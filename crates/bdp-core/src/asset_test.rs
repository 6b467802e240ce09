use super::*;

fn build(kind: AssetKind, source: &str) -> CoreResult<Asset> {
    Asset::from_source(
        PathBuf::from("datasets/raw/file"),
        kind,
        source.to_string(),
        "dataset",
    )
}

#[test]
fn test_kind_from_extension() {
    assert_eq!(AssetKind::from_path(Path::new("a/b.sql")), Some(AssetKind::Query));
    assert_eq!(AssetKind::from_path(Path::new("a/b.rs")), Some(AssetKind::Transform));
    assert_eq!(AssetKind::from_path(Path::new("a/b.sh")), Some(AssetKind::Script));
    assert_eq!(AssetKind::from_path(Path::new("a/b.py")), None);
    assert_eq!(AssetKind::from_path(Path::new("a/README")), None);
}

#[test]
fn test_build_query_asset() {
    let asset = build(
        AssetKind::Query,
        "-- dataset.name = orders\n-- dataset.schema = raw\n-- dataset.description = All orders\nselect * from range(3)\n",
    )
    .unwrap();

    assert_eq!(asset.name, "raw.orders");
    assert_eq!(asset.schema(), "raw");
    assert_eq!(asset.table(), "orders");
    assert_eq!(asset.kind, AssetKind::Query);
    assert_eq!(asset.description.as_deref(), Some("All orders"));
    assert!(asset.depends.is_empty());
    assert_eq!(asset.body(), "select * from range(3)\n");
}

#[test]
fn test_name_is_schema_dot_table() {
    let asset = build(
        AssetKind::Script,
        "#!/bin/bash\n# dataset.schema = staging\n# dataset.name = events\necho\n",
    )
    .unwrap();
    assert_eq!(asset.name.as_str(), format!("{}.{}", asset.schema(), asset.table()));
}

#[test]
fn test_depends_split_trimmed_and_deduplicated() {
    let asset = build(
        AssetKind::Transform,
        "// dataset.name = c\n// dataset.schema = raw\n// dataset.depends = raw.b,  raw.a ,\n// dataset.depends = raw.b\nfn c() {}\n",
    )
    .unwrap();
    assert_eq!(asset.depends, vec!["raw.b", "raw.a"]);
}

#[test]
fn test_missing_metadata() {
    let err = build(AssetKind::Query, "select 1\n").unwrap_err();
    assert!(matches!(err, CoreError::MissingMetadata { .. }));
}

#[test]
fn test_missing_required_keys() {
    let err = build(AssetKind::Query, "-- dataset.name = a\nselect 1").unwrap_err();
    match err {
        CoreError::MissingMetadataKey { key, path } => {
            assert_eq!(key, "dataset.schema");
            assert_eq!(path, "datasets/raw/file");
        }
        other => panic!("unexpected error: {other}"),
    }

    let err = build(AssetKind::Query, "-- dataset.schema = raw\nselect 1").unwrap_err();
    assert!(err.to_string().contains("dataset.name"));
}

#[test]
fn test_duplicate_required_key() {
    let err = build(
        AssetKind::Query,
        "-- dataset.name = a\n-- dataset.name = b\n-- dataset.schema = raw\nselect 1",
    )
    .unwrap_err();
    assert!(matches!(err, CoreError::DuplicateMetadataKey { .. }));
}

#[test]
fn test_empty_required_value() {
    let err = build(AssetKind::Query, "-- dataset.name =\n-- dataset.schema = raw\nselect 1")
        .unwrap_err();
    assert!(matches!(err, CoreError::EmptyMetadataValue { .. }));
}

#[test]
fn test_invalid_identifiers() {
    let err = build(AssetKind::Query, "-- dataset.name = 1st\n-- dataset.schema = raw\nselect 1")
        .unwrap_err();
    assert!(matches!(err, CoreError::InvalidIdentifier { ref label, .. } if label == "table"));

    let err = build(
        AssetKind::Query,
        "-- dataset.name = a\n-- dataset.schema = raw-data\nselect 1",
    )
    .unwrap_err();
    assert!(matches!(err, CoreError::InvalidIdentifier { ref label, .. } if label == "schema"));
}

#[test]
fn test_invalid_dependency_references() {
    for bad in ["orders", "a.b.c", "raw.", "raw.x y"] {
        let source = format!(
            "-- dataset.name = a\n-- dataset.schema = raw\n-- dataset.depends = {}\nselect 1",
            bad
        );
        let err = build(AssetKind::Query, &source).unwrap_err();
        assert!(
            matches!(
                err,
                CoreError::InvalidDependency { .. } | CoreError::InvalidIdentifier { .. }
            ),
            "{bad} should be rejected, got {err}"
        );
    }
}

#[test]
fn test_parse_dependencies_keeps_duplicates() {
    let values = vec!["raw.a, raw.b".to_string(), "raw.a".to_string(), String::new()];
    let deps = parse_dependencies(&values, Path::new("x.sql")).unwrap();
    assert_eq!(deps, vec!["raw.a", "raw.b", "raw.a"]);
}

#[test]
fn test_from_file_rejects_unknown_extension() {
    let err = Asset::from_file(Path::new("datasets/notes.txt"), "dataset").unwrap_err();
    assert!(matches!(err, CoreError::UnsupportedAsset { .. }));
}
use thiserror::Error;

#[derive(Error, Debug)]
pub enum KVError {
    #[error("storage error: {0}")]
    Storage(String),
}
pub mod author;
pub mod book;
pub mod book_instance;
pub mod genre;

pub use author::Author;
pub use book::Book;
pub use book_instance::{BookInstance, BookStatus};
pub use genre::Genre;

use locallib_core::ServiceError;

/// Schema rule shared by the models: required, at most `max` characters.
pub(crate) fn require_text(
    collection: &str,
    field: &str,
    value: &str,
    max: Option<usize>,
) -> Result<(), ServiceError> {
    if value.is_empty() {
        return Err(ServiceError::Validation(format!(
            "{}: `{}` is required",
            collection, field
        )));
    }
    if let Some(max) = max {
        if value.chars().count() > max {
            return Err(ServiceError::Validation(format!(
                "{}: `{}` is longer than the maximum allowed length ({})",
                collection, field, max
            )));
        }
    }
    Ok(())
}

§ **Instructions for the task**:
A single number is required: the count of lines in the listing that contain the string "collection".

§ **Result of the exercise**:
3